==== Extracted records

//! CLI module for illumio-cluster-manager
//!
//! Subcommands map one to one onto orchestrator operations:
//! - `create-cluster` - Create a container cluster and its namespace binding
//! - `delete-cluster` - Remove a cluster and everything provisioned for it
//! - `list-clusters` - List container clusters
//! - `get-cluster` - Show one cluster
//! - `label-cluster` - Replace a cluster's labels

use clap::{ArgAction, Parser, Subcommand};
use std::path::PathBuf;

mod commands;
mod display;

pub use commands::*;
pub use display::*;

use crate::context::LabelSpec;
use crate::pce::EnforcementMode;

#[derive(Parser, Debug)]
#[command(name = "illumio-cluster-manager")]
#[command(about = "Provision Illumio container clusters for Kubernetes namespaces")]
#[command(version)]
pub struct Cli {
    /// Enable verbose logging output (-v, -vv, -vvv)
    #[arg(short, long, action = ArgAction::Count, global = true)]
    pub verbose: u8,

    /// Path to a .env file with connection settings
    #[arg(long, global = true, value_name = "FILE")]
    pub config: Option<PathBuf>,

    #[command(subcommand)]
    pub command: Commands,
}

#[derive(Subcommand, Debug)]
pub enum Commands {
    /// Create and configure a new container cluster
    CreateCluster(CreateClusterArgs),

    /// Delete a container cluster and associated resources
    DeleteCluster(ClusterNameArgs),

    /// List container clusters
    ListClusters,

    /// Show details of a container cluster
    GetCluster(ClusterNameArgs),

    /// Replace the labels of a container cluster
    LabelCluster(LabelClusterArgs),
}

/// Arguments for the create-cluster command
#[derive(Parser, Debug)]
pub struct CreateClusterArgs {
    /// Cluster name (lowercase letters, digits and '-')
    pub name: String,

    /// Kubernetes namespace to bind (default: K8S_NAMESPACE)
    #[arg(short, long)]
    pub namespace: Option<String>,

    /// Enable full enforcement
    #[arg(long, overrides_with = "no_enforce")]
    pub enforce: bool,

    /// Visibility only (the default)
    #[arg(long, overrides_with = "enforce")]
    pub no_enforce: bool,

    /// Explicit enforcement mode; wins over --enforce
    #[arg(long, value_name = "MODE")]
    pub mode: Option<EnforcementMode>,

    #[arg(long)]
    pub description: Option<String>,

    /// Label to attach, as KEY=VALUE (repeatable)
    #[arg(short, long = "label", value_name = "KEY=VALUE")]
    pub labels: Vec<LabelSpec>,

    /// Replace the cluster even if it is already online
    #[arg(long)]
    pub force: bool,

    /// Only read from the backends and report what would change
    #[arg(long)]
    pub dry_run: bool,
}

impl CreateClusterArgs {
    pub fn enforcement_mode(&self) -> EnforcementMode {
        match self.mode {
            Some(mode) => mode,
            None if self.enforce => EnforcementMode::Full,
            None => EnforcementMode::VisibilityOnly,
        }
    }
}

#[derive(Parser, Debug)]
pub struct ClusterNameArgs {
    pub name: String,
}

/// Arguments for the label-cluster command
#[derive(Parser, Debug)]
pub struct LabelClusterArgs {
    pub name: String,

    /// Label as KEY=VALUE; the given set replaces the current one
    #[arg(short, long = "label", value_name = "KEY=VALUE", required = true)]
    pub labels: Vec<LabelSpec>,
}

========
==== Extracted records

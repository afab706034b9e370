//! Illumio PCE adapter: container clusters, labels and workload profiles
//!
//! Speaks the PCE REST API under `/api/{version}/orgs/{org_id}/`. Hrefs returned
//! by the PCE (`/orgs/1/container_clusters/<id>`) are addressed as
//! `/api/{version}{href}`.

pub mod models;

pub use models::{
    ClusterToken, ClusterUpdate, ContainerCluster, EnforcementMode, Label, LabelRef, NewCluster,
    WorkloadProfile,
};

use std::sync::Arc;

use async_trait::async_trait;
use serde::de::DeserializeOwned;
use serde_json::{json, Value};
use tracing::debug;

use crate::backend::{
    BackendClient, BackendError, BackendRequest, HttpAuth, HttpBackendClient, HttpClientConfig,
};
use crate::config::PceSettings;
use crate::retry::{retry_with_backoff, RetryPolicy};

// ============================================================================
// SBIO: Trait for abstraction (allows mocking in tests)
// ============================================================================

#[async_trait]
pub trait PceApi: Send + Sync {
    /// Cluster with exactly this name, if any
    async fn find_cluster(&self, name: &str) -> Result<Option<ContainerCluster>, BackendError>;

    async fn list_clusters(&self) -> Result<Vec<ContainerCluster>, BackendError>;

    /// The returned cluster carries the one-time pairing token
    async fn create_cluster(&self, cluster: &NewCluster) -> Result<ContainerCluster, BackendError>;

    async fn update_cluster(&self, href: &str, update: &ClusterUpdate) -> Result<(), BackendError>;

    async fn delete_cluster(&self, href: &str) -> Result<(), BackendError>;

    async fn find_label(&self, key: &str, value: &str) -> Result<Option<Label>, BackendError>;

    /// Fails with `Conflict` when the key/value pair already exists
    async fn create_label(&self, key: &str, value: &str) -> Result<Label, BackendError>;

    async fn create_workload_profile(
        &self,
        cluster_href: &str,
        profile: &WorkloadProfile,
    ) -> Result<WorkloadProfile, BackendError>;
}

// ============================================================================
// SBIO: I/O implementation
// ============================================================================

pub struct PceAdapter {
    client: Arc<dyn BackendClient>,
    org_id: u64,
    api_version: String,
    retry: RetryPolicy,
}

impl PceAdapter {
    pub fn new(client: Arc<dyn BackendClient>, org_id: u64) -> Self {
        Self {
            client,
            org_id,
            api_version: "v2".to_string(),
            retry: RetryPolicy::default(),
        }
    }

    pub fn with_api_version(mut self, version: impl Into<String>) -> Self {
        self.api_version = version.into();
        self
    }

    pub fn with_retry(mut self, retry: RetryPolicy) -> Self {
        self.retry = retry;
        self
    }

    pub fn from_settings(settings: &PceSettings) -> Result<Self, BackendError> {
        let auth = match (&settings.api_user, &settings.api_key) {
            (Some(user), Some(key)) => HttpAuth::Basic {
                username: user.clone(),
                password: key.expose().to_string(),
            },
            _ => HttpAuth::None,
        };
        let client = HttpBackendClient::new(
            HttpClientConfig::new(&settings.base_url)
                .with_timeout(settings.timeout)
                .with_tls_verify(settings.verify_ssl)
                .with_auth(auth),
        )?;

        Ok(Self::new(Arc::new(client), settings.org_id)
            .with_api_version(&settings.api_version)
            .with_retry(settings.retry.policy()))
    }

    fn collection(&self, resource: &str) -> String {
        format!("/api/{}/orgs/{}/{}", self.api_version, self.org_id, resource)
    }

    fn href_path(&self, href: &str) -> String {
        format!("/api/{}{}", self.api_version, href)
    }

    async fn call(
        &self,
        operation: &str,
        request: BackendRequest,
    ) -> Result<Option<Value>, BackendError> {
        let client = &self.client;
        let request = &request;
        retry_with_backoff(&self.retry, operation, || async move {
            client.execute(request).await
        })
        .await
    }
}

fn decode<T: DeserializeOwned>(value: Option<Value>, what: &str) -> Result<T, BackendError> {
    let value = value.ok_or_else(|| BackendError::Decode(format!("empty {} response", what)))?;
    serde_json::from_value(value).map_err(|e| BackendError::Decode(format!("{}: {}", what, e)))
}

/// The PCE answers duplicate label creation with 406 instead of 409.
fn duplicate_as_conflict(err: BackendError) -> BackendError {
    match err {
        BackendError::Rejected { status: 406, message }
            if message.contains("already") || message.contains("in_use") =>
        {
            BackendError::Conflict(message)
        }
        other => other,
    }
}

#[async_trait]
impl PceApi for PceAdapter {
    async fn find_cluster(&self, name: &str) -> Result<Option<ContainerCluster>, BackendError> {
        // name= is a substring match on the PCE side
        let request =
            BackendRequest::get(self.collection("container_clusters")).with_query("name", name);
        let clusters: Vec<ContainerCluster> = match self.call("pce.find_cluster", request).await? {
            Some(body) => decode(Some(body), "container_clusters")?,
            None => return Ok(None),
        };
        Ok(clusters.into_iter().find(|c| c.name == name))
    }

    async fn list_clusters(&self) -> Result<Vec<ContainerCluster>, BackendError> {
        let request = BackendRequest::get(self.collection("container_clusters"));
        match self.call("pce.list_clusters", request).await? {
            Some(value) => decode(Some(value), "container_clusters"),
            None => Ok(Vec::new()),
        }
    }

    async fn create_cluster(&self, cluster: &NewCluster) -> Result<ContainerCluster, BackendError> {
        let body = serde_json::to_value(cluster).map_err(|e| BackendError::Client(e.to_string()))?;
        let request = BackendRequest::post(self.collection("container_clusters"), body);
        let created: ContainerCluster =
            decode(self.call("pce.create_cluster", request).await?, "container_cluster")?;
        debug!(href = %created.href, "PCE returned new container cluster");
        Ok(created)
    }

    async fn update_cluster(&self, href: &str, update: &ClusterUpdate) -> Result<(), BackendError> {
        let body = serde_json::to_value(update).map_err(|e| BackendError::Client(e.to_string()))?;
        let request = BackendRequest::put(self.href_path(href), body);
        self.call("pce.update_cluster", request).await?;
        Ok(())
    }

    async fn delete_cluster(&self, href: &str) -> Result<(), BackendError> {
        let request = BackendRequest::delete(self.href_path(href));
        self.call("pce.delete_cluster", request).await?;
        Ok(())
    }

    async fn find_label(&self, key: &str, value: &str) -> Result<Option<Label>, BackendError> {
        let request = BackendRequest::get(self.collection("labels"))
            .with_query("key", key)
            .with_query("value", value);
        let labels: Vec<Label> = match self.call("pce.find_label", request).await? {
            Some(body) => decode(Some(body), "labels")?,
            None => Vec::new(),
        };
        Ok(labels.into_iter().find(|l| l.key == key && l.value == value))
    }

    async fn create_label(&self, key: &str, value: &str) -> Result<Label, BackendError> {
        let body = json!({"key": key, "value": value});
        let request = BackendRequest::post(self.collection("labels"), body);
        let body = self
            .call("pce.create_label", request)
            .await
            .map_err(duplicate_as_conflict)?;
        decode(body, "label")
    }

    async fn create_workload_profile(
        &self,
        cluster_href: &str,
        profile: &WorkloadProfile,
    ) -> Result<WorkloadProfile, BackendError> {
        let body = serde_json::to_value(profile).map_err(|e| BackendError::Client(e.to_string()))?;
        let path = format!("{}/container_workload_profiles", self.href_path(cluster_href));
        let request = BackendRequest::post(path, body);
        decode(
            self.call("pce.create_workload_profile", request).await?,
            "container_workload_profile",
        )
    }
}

========
==== Extracted records

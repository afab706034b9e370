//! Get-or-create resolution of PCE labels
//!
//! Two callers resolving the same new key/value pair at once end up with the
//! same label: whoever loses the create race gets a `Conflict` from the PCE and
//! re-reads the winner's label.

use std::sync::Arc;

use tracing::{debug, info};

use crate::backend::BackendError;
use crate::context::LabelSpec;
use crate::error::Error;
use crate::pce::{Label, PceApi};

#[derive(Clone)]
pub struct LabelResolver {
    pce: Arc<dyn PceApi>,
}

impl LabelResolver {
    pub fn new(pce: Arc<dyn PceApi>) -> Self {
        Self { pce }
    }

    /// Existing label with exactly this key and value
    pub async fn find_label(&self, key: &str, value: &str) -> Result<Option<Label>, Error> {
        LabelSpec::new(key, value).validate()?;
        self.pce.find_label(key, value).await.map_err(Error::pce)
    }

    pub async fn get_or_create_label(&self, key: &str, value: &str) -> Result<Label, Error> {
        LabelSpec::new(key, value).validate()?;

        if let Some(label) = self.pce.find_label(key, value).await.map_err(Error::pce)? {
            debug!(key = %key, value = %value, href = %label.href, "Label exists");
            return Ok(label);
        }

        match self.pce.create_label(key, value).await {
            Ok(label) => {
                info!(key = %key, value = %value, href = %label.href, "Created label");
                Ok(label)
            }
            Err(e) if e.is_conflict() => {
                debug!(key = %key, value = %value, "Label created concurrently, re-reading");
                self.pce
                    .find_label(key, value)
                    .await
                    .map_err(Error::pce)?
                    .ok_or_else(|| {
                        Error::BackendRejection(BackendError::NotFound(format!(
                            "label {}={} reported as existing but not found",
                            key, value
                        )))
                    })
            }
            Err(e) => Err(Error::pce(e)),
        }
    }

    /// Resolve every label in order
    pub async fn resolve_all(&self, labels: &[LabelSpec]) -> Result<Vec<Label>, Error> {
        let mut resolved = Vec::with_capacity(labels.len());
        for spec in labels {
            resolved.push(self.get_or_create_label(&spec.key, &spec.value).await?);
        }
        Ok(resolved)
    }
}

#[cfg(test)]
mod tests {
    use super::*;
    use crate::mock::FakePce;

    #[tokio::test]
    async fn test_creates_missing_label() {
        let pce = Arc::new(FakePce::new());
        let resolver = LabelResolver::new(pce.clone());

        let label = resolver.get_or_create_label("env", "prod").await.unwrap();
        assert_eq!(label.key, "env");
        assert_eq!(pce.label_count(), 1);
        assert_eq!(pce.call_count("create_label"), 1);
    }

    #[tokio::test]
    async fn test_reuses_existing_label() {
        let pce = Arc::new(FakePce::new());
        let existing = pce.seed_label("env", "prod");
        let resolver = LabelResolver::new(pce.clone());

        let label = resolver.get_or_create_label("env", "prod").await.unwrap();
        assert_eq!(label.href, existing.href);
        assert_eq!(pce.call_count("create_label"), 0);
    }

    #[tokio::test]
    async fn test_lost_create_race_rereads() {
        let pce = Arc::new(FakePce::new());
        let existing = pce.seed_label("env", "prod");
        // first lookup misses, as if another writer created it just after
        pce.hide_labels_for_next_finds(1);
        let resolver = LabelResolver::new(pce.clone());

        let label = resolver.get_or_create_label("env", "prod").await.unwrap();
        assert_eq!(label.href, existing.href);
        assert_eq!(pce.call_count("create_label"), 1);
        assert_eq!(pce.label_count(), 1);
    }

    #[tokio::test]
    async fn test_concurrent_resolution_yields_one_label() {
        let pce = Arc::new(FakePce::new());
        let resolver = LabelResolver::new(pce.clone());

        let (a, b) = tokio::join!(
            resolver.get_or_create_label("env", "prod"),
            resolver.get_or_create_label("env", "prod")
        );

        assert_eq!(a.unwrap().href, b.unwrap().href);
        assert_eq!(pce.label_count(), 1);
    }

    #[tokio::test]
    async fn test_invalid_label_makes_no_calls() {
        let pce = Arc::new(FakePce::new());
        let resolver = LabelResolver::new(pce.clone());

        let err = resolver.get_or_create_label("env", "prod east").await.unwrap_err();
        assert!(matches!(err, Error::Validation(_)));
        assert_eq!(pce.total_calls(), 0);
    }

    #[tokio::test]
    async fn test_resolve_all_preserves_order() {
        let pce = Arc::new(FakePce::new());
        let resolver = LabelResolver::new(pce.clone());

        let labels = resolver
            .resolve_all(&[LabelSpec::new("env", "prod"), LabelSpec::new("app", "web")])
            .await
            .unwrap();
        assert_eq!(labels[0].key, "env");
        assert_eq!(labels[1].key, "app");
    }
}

========

▶ [Task instructions] Single out each line of the records above with the string "manager" in it, and copy it.

▶ [Result of the task]
//! CLI module for illumio-cluster-manager
#[command(name = "illumio-cluster-manager")]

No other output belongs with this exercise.